- Problem to work on
What is the count of lines in the records that include "TimeDelta"? Reply with that number alone.

- Data listing
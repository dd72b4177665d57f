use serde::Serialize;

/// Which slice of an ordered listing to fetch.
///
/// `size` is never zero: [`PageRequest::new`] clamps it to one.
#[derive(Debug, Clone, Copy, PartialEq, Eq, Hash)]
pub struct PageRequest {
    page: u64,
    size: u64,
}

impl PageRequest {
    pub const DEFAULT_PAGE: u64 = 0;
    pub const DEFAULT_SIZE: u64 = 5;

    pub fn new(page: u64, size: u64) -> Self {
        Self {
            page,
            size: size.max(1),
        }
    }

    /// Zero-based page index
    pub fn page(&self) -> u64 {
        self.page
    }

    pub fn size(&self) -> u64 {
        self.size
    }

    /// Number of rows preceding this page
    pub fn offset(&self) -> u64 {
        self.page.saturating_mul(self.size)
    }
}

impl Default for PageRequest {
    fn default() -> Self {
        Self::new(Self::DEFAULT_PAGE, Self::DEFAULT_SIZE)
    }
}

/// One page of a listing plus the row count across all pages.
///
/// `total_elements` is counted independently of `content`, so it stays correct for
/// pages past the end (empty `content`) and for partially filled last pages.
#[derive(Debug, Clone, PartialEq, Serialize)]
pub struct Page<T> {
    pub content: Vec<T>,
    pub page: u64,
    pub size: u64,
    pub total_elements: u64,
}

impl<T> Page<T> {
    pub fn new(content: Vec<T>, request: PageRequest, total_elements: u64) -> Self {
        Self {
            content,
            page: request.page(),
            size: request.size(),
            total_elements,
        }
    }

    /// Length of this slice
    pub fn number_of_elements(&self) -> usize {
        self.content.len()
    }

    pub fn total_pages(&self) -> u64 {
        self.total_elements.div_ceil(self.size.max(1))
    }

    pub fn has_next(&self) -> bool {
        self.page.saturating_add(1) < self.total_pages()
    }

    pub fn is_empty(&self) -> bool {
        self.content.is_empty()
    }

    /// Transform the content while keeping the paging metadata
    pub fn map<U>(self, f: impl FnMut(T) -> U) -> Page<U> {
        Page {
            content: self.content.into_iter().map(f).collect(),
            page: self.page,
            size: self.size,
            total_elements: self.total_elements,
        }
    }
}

==

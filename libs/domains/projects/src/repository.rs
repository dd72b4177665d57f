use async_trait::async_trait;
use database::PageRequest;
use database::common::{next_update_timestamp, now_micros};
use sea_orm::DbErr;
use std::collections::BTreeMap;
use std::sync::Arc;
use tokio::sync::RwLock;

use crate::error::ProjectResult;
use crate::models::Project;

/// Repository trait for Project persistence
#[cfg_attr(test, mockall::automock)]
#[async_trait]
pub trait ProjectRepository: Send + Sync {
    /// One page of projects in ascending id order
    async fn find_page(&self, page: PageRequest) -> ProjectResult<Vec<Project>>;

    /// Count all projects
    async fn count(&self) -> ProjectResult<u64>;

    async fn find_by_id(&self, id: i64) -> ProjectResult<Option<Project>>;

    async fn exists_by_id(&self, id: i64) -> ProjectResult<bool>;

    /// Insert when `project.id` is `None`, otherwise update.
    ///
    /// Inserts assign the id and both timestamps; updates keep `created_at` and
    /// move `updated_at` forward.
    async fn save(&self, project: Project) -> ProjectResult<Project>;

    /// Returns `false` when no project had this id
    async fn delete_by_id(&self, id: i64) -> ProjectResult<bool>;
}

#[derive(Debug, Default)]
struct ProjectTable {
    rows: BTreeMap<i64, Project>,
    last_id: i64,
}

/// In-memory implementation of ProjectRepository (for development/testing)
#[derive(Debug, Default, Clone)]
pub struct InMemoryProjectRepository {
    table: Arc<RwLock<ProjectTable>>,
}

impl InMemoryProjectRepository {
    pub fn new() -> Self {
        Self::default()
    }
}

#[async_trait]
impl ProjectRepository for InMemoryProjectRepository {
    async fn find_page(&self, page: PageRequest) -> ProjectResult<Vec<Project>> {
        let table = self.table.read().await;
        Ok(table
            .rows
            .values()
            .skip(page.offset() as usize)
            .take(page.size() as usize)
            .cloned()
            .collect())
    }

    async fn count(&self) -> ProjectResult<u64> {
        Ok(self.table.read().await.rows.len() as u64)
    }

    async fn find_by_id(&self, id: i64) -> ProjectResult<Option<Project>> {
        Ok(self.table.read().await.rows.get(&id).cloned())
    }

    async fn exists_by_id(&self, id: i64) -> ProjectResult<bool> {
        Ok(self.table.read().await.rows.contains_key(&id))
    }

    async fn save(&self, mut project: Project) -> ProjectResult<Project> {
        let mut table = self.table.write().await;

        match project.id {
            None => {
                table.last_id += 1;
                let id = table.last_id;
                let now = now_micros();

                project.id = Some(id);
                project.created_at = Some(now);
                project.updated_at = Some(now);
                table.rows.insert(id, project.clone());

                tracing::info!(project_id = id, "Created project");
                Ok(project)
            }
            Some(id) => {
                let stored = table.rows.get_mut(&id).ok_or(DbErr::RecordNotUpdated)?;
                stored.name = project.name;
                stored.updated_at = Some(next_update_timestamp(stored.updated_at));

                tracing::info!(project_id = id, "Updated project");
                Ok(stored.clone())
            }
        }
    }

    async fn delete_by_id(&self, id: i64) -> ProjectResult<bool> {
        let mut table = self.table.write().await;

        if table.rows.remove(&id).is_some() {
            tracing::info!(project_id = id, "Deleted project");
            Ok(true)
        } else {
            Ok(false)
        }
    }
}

...

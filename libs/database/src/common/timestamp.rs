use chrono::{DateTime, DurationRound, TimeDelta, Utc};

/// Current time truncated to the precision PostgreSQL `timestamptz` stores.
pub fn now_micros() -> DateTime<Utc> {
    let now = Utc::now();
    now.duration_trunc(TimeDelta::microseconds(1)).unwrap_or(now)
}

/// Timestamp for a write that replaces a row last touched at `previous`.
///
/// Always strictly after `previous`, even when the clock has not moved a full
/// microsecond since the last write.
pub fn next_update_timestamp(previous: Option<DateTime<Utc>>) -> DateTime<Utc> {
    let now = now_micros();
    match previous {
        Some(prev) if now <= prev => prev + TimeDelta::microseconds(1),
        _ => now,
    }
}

- Answer below
3